**TASK OBJECTIVE**
Set the entries down once more, exactly as they are worded.

**PROVIDED INFORMATION**
•••
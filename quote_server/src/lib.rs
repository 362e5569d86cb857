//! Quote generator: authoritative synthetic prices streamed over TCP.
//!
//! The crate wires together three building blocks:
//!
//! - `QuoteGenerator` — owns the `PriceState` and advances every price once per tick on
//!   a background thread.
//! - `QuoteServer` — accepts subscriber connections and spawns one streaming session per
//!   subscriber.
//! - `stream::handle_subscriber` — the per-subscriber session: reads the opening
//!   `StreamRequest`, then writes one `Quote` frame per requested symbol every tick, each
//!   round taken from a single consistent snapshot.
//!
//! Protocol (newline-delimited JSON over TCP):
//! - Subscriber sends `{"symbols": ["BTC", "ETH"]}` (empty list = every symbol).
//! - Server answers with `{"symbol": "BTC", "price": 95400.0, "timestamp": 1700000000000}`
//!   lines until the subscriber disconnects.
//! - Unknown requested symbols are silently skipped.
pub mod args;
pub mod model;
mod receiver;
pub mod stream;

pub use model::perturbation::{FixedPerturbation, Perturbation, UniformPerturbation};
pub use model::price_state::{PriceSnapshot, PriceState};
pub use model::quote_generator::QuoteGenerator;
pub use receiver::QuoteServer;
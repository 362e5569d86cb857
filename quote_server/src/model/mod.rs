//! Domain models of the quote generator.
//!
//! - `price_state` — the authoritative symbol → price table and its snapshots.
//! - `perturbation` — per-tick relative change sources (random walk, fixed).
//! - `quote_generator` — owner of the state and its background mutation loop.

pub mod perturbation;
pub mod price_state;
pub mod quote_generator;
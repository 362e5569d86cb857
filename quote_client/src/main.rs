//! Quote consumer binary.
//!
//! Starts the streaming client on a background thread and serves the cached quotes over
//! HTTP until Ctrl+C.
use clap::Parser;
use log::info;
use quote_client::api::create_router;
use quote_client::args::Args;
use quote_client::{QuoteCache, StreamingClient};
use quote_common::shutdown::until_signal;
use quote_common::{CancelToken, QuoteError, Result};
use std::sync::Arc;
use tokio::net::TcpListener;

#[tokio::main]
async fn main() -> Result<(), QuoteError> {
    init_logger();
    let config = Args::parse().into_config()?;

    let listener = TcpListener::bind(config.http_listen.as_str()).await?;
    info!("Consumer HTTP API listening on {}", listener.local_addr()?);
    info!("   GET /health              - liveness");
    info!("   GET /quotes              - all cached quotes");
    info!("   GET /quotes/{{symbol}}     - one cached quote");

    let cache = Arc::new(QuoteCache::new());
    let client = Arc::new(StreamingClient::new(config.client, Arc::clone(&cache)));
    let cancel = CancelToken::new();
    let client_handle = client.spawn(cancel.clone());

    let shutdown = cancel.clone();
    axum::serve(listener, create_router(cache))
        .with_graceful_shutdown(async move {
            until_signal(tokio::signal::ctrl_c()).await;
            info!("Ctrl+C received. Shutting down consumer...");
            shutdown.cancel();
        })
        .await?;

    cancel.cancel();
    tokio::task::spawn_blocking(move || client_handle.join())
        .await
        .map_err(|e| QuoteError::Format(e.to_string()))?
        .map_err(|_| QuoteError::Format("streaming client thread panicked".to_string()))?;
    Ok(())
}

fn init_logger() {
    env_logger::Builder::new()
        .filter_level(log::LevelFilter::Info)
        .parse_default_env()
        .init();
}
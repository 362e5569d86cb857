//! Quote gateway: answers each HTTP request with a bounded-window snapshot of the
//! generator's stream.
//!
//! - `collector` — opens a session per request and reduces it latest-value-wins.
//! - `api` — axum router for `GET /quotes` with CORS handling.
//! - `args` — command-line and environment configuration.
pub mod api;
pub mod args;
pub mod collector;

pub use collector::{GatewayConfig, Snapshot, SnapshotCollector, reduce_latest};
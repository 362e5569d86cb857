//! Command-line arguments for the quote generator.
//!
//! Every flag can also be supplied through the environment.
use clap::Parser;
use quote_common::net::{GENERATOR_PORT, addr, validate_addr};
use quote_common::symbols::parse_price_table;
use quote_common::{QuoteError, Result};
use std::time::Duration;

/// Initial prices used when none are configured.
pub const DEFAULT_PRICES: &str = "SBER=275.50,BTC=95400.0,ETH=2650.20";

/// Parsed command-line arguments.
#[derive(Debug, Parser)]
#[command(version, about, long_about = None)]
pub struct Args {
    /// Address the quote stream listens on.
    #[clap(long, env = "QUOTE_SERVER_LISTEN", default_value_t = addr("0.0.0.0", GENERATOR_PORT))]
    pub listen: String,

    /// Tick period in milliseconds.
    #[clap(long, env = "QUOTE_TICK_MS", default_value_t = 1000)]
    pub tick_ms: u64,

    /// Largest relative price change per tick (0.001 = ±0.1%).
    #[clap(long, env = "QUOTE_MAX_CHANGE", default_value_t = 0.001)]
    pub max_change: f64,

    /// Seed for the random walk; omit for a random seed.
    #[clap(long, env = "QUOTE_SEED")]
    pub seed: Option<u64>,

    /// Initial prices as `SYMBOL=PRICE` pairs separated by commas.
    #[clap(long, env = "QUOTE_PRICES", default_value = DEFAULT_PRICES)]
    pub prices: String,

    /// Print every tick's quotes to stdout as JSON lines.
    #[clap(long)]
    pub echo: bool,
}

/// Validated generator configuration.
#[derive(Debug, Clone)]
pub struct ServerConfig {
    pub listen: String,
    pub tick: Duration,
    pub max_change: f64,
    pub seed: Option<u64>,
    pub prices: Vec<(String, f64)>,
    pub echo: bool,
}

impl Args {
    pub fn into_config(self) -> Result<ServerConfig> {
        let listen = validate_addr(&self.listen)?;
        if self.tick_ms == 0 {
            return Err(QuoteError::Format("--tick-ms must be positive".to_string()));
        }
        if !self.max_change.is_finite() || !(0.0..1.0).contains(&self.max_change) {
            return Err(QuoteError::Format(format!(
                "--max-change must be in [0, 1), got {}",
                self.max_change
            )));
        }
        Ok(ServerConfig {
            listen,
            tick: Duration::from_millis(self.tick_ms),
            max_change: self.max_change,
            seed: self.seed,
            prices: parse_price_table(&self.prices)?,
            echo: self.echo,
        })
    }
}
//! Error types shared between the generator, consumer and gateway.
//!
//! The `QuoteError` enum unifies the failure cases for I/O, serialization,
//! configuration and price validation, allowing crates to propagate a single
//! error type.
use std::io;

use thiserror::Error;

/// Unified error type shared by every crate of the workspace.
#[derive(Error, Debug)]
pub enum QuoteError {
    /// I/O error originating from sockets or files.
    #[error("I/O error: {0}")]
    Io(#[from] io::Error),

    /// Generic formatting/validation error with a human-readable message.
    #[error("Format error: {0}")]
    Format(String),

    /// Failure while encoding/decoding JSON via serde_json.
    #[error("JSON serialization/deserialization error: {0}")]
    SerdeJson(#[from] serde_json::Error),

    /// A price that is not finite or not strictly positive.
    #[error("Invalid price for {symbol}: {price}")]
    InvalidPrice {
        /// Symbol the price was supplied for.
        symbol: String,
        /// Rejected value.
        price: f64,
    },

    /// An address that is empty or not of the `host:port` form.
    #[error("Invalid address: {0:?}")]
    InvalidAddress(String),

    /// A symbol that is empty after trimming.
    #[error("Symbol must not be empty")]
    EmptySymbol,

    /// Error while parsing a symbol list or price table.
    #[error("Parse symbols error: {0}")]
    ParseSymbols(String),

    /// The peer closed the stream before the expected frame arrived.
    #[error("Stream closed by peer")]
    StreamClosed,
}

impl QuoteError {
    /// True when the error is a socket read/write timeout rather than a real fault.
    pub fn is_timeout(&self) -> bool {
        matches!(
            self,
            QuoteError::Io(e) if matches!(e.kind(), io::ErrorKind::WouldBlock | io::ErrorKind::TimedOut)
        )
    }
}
•••
**FINAL ANSWER**
filename quote_server/src/lib.rs
repository 362e5569d86cb857
//! Quote generator: authoritative synthetic prices streamed over TCP.
//!
//! The crate wires together three building blocks:
//!
//! - `QuoteGenerator` — owns the `PriceState` and advances every price once per tick on
//!   a background thread.
//! - `QuoteServer` — accepts subscriber connections and spawns one streaming session per
//!   subscriber.
//! - `stream::handle_subscriber` — the per-subscriber session: reads the opening
//!   `StreamRequest`, then writes one `Quote` frame per requested symbol every tick, each
//!   round taken from a single consistent snapshot.
//!
//! Protocol (newline-delimited JSON over TCP):
//! - Subscriber sends `{"symbols": ["BTC", "ETH"]}` (empty list = every symbol).
//! - Server answers with `{"symbol": "BTC", "price": 95400.0, "timestamp": 1700000000000}`
//!   lines until the subscriber disconnects.
//! - Unknown requested symbols are silently skipped.
pub mod args;
pub mod model;
mod receiver;
pub mod stream;

pub use model::perturbation::{FixedPerturbation, Perturbation, UniformPerturbation};
pub use model::price_state::{PriceSnapshot, PriceState};
pub use model::quote_generator::QuoteGenerator;
pub use receiver::QuoteServer;
repository 362e5569d86cb857
filename quote_server/src/model/mod.rs
//! Domain models of the quote generator.
//!
//! - `price_state` — the authoritative symbol → price table and its snapshots.
//! - `perturbation` — per-tick relative change sources (random walk, fixed).
//! - `quote_generator` — owner of the state and its background mutation loop.

pub mod perturbation;
pub mod price_state;
pub mod quote_generator;
repository 362e5569d86cb857
filename quote_client/src/main.rs
//! Quote consumer binary.
//!
//! Starts the streaming client on a background thread and serves the cached quotes over
//! HTTP until Ctrl+C.
use clap::Parser;
use log::info;
use quote_client::api::create_router;
use quote_client::args::Args;
use quote_client::{QuoteCache, StreamingClient};
use quote_common::shutdown::until_signal;
use quote_common::{CancelToken, QuoteError, Result};
use std::sync::Arc;
use tokio::net::TcpListener;

#[tokio::main]
async fn main() -> Result<(), QuoteError> {
    init_logger();
    let config = Args::parse().into_config()?;

    let listener = TcpListener::bind(config.http_listen.as_str()).await?;
    info!("Consumer HTTP API listening on {}", listener.local_addr()?);
    info!("   GET /health              - liveness");
    info!("   GET /quotes              - all cached quotes");
    info!("   GET /quotes/{{symbol}}     - one cached quote");

    let cache = Arc::new(QuoteCache::new());
    let client = Arc::new(StreamingClient::new(config.client, Arc::clone(&cache)));
    let cancel = CancelToken::new();
    let client_handle = client.spawn(cancel.clone());

    let shutdown = cancel.clone();
    axum::serve(listener, create_router(cache))
        .with_graceful_shutdown(async move {
            until_signal(tokio::signal::ctrl_c()).await;
            info!("Ctrl+C received. Shutting down consumer...");
            shutdown.cancel();
        })
        .await?;

    cancel.cancel();
    tokio::task::spawn_blocking(move || client_handle.join())
        .await
        .map_err(|e| QuoteError::Format(e.to_string()))?
        .map_err(|_| QuoteError::Format("streaming client thread panicked".to_string()))?;
    Ok(())
}

fn init_logger() {
    env_logger::Builder::new()
        .filter_level(log::LevelFilter::Info)
        .parse_default_env()
        .init();
}
repository 362e5569d86cb857
//! Quote gateway: answers each HTTP request with a bounded-window snapshot of the
//! generator's stream.
//!
//! - `collector` — opens a session per request and reduces it latest-value-wins.
//! - `api` — axum router for `GET /quotes` with CORS handling.
//! - `args` — command-line and environment configuration.
pub mod api;
pub mod args;
pub mod collector;

pub use collector::{GatewayConfig, Snapshot, SnapshotCollector, reduce_latest};
repository 362e5569d86cb857
//! Command-line arguments for the quote generator.
//!
//! Every flag can also be supplied through the environment.
use clap::Parser;
use quote_common::net::{GENERATOR_PORT, addr, validate_addr};
use quote_common::symbols::parse_price_table;
use quote_common::{QuoteError, Result};
use std::time::Duration;

/// Initial prices used when none are configured.
pub const DEFAULT_PRICES: &str = "SBER=275.50,BTC=95400.0,ETH=2650.20";

/// Parsed command-line arguments.
#[derive(Debug, Parser)]
#[command(version, about, long_about = None)]
pub struct Args {
    /// Address the quote stream listens on.
    #[clap(long, env = "QUOTE_SERVER_LISTEN", default_value_t = addr("0.0.0.0", GENERATOR_PORT))]
    pub listen: String,

    /// Tick period in milliseconds.
    #[clap(long, env = "QUOTE_TICK_MS", default_value_t = 1000)]
    pub tick_ms: u64,

    /// Largest relative price change per tick (0.001 = ±0.1%).
    #[clap(long, env = "QUOTE_MAX_CHANGE", default_value_t = 0.001)]
    pub max_change: f64,

    /// Seed for the random walk; omit for a random seed.
    #[clap(long, env = "QUOTE_SEED")]
    pub seed: Option<u64>,

    /// Initial prices as `SYMBOL=PRICE` pairs separated by commas.
    #[clap(long, env = "QUOTE_PRICES", default_value = DEFAULT_PRICES)]
    pub prices: String,

    /// Print every tick's quotes to stdout as JSON lines.
    #[clap(long)]
    pub echo: bool,
}

/// Validated generator configuration.
#[derive(Debug, Clone)]
pub struct ServerConfig {
    pub listen: String,
    pub tick: Duration,
    pub max_change: f64,
    pub seed: Option<u64>,
    pub prices: Vec<(String, f64)>,
    pub echo: bool,
}

impl Args {
    pub fn into_config(self) -> Result<ServerConfig> {
        let listen = validate_addr(&self.listen)?;
        if self.tick_ms == 0 {
            return Err(QuoteError::Format("--tick-ms must be positive".to_string()));
        }
        if !self.max_change.is_finite() || !(0.0..1.0).contains(&self.max_change) {
            return Err(QuoteError::Format(format!(
                "--max-change must be in [0, 1), got {}",
                self.max_change
            )));
        }
        Ok(ServerConfig {
            listen,
            tick: Duration::from_millis(self.tick_ms),
            max_change: self.max_change,
            seed: self.seed,
            prices: parse_price_table(&self.prices)?,
            echo: self.echo,
        })
    }
}
//! Error types shared between the generator, consumer and gateway.
//!
//! The `QuoteError` enum unifies the failure cases for I/O, serialization,
//! configuration and price validation, allowing crates to propagate a single
//! error type.
use std::io;

use thiserror::Error;

/// Unified error type shared by every crate of the workspace.
#[derive(Error, Debug)]
pub enum QuoteError {
    /// I/O error originating from sockets or files.
    #[error("I/O error: {0}")]
    Io(#[from] io::Error),

    /// Generic formatting/validation error with a human-readable message.
    #[error("Format error: {0}")]
    Format(String),

    /// Failure while encoding/decoding JSON via serde_json.
    #[error("JSON serialization/deserialization error: {0}")]
    SerdeJson(#[from] serde_json::Error),

    /// A price that is not finite or not strictly positive.
    #[error("Invalid price for {symbol}: {price}")]
    InvalidPrice {
        /// Symbol the price was supplied for.
        symbol: String,
        /// Rejected value.
        price: f64,
    },

    /// An address that is empty or not of the `host:port` form.
    #[error("Invalid address: {0:?}")]
    InvalidAddress(String),

    /// A symbol that is empty after trimming.
    #[error("Symbol must not be empty")]
    EmptySymbol,

    /// Error while parsing a symbol list or price table.
    #[error("Parse symbols error: {0}")]
    ParseSymbols(String),

    /// The peer closed the stream before the expected frame arrived.
    #[error("Stream closed by peer")]
    StreamClosed,
}

impl QuoteError {
    /// True when the error is a socket read/write timeout rather than a real fault.
    pub fn is_timeout(&self) -> bool {
        matches!(
            self,
            QuoteError::Io(e) if matches!(e.kind(), io::ErrorKind::WouldBlock | io::ErrorKind::TimedOut)
        )
    }
}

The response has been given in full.